I’ll begin by asking you, Mr. Lowrance, to give me a little background information about yourself.
RL: I grew up in East Texas. I was born in Shelby County and attended Garrison High School and am a graduate of Stephen F. Austin State University in 1936. From there, I went to work in Longview as an assistant coach in high school, and it was there that I met a man who influenced my life’s work. His name was Pete Shotwell, and he was the high school coach there. I worked for him two seasons, two years, and the second year, 1937, we were fortunate enough to win the state championship in football. At the same time, I was principal of an elementary school in Longview.
TC: Was this before integration?
RL: Yes, very much before integration. I worked at other schools prior to coming to Hawkins. I came here in 1948, as high school coach, and coached here for twenty-seven years. I was coach and social studies teacher.
TC: What year were the schools integrated here in Hawkins and you became coach of the integrated high school?
RL: I don’t have that date in mind, but I do know a few facts that might be of interest. Tom Burton was principal of the colored school, and he was largely responsible for the smooth integration of the two schools. He was an intelligent man and had great skill in handling people. The fact that he worked diligently at that job and the fact that there were some outstanding athletes from the colored school who immediately fit into the athletic program helped integration. It helped both races accept one another.
TC: When you first moved to Hawkins, can you describe the community that you were living in?
RL: The communities were largely dependent upon oil, for their livelihood. Most of the people worked in the oil field here. The two schools were entirely separate and apart. People had a minimum of contact, shall I say. But integration largely wiped that out, I’m glad to say.
TC: The community that you made your home in, was it integrated, or was it for the most part?
RL: We had two communities, shall I say, the colored community and the white community.
TC: You stated that you were the coach at the all-white school and also the social studies teacher?
RL: Yes.
TC: With integration, how did your job as coach and as teacher change?
RL: There was very little change. The colored students were readily accepted. Many of them were excellent students and well-behaved, so really I suppose our community could be said to be integrated without any friction, shall I say. It seemed to me that the colored and the whites accepted it and went on about their business.
TC: What were some of the type of sports programs that you had, the different types of sports?
RL: I was the coach of football, basketball, and track. The colored athletes were involved in all sports, and basketball and track seemed to be favored. Very few of them had experience in football, but they adapted well to it.

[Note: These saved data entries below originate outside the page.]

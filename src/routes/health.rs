use axum::{extract::State, http::StatusCode, response::Json};
use serde_json::{json, Value};

use crate::state::AppState;

/// Liveness probe; also reports which environment the process believes it is in.
pub async fn health_check(State(state): State<AppState>) -> (StatusCode, Json<Value>) {
    (
        StatusCode::OK,
        Json(json!({
            "status": "ok",
            "environment": state.config.environment.as_str(),
        })),
    )
}
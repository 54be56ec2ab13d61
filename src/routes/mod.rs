use axum::http::HeaderValue;
use axum::{
    routing::{get, post},
    Router,
};
use tower_http::cors::{AllowOrigin, CorsLayer};
use tower_http::trace::TraceLayer;

use crate::state::AppState;

pub mod admin;
pub mod eligibility;
pub mod features;
pub mod health;
pub mod members;
pub mod verifications;
pub mod wire;

pub fn create_router(state: AppState) -> Router<()> {
    let cors = if let Some(origins) = state.config.cors_allowed_origin.as_ref() {
        let headers: Vec<HeaderValue> = origins
            .split(',')
            .map(str::trim)
            .filter(|value| !value.is_empty())
            .filter_map(|value| match value.parse::<HeaderValue>() {
                Ok(header) => Some(header),
                Err(_) => {
                    tracing::warn!(origin = value, "ignoring invalid CORS allowed origin");
                    None
                }
            })
            .collect();

        CorsLayer::new()
            .allow_origin(AllowOrigin::list(headers))
            .allow_methods(tower_http::cors::AllowMethods::mirror_request())
            .allow_headers(tower_http::cors::AllowHeaders::mirror_request())
            .allow_credentials(true)
    } else {
        CorsLayer::new()
            .allow_origin(AllowOrigin::mirror_request())
            .allow_methods(tower_http::cors::AllowMethods::mirror_request())
            .allow_headers(tower_http::cors::AllowHeaders::mirror_request())
            .allow_credentials(true)
    };

    let eligibility_routes = Router::new()
        .route("/CheckStandardEligibility", post(eligibility::check_standard))
        .route("/CheckAlternateEligibility", post(eligibility::check_alternate))
        .route(
            "/CheckEligibilityOverEligibility",
            post(eligibility::check_overeligibility),
        )
        .route("/CheckNoDOBEligibility", post(eligibility::check_no_dob))
        .route("/CheckMultistepEligibility", post(eligibility::check_multistep))
        .route(
            "/CheckClientSpecificEligibility",
            post(eligibility::check_client_specific),
        )
        .route("/CheckBasicEligibility", post(eligibility::check_basic))
        .route("/CheckEmployerEligibility", post(eligibility::check_employer))
        .route(
            "/CheckHealthPlanEligibility",
            post(eligibility::check_healthplan),
        )
        .route("/CheckPreEligibility", post(eligibility::check_pre_eligibility));

    let member_routes = Router::new()
        .route("/GetMemberById", post(members::get_member_by_id))
        .route(
            "/GetMemberByOrgIdentity",
            post(members::get_member_by_org_identity),
        )
        .route(
            "/GetWalletEnablementById",
            post(members::get_wallet_enablement_by_id),
        )
        .route(
            "/GetWalletEnablementByOrgIdentity",
            post(members::get_wallet_enablement_by_org_identity),
        )
        .route(
            "/GetWalletEnablementByUserId",
            post(members::get_wallet_enablement_by_user_id),
        );

    let verification_routes = Router::new()
        .route(
            "/GetVerificationForUser",
            post(verifications::get_verification_for_user),
        )
        .route(
            "/GetAllVerificationsForUser",
            post(verifications::get_all_verifications_for_user),
        )
        .route(
            "/CreateVerificationForUser",
            post(verifications::create_verification_for_user),
        )
        .route(
            "/CreateMultipleVerificationsForUser",
            post(verifications::create_multiple_verifications_for_user),
        )
        .route(
            "/CreateFailedVerification",
            post(verifications::create_failed_verification),
        )
        .route(
            "/DeactivateVerificationForUser",
            post(verifications::deactivate_verification_for_user),
        )
        .route(
            "/GetOtherUserIdsInFamily",
            post(verifications::get_other_user_ids_in_family),
        );

    let feature_routes = Router::new()
        .route(
            "/GetEligibleFeaturesForUser",
            post(features::get_eligible_features_for_user),
        )
        .route(
            "/GetEligibleFeaturesForUserAndOrg",
            post(features::get_eligible_features_for_user_and_org),
        )
        .route(
            "/GetEligibleFeaturesBySubPopulationId",
            post(features::get_eligible_features_by_sub_population_id),
        )
        .route(
            "/GetSubPopulationIdForUser",
            post(features::get_sub_population_id_for_user),
        )
        .route(
            "/GetSubPopulationIdForUserAndOrg",
            post(features::get_sub_population_id_for_user_and_org),
        );

    let admin_routes = Router::new().route(
        "/CreateEligibilityMemberTestRecordsForOrganization",
        post(admin::create_test_member_records),
    );

    let rpc_routes = Router::new()
        .merge(eligibility_routes)
        .merge(member_routes)
        .merge(verification_routes)
        .merge(feature_routes)
        .merge(admin_routes);

    Router::new()
        .nest("/rpc", rpc_routes)
        .route("/api/health", get(health::health_check))
        .with_state(state)
        .layer(TraceLayer::new_for_http())
        .layer(cors)
}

TC: The sports programs, the football, the basketball, the track, and other sports that you had at the integrated high school, were they the same programs that you had at the white school?
RL: Yes.
TC: They did not change?
RL: They may have improved some.
TC: There were no specific sports dropped when integration came about? You kept the same programs?
RL: We kept the same thing that we had prior to integration.
TC: How did integration affect the whole atmosphere of the school, the entire atmosphere? Was there any tension?
RL: Looking back, I can’t see that there was a great deal of change in the atmosphere of the school. The colored students were enthusiastic and readily participated in all phases of the school.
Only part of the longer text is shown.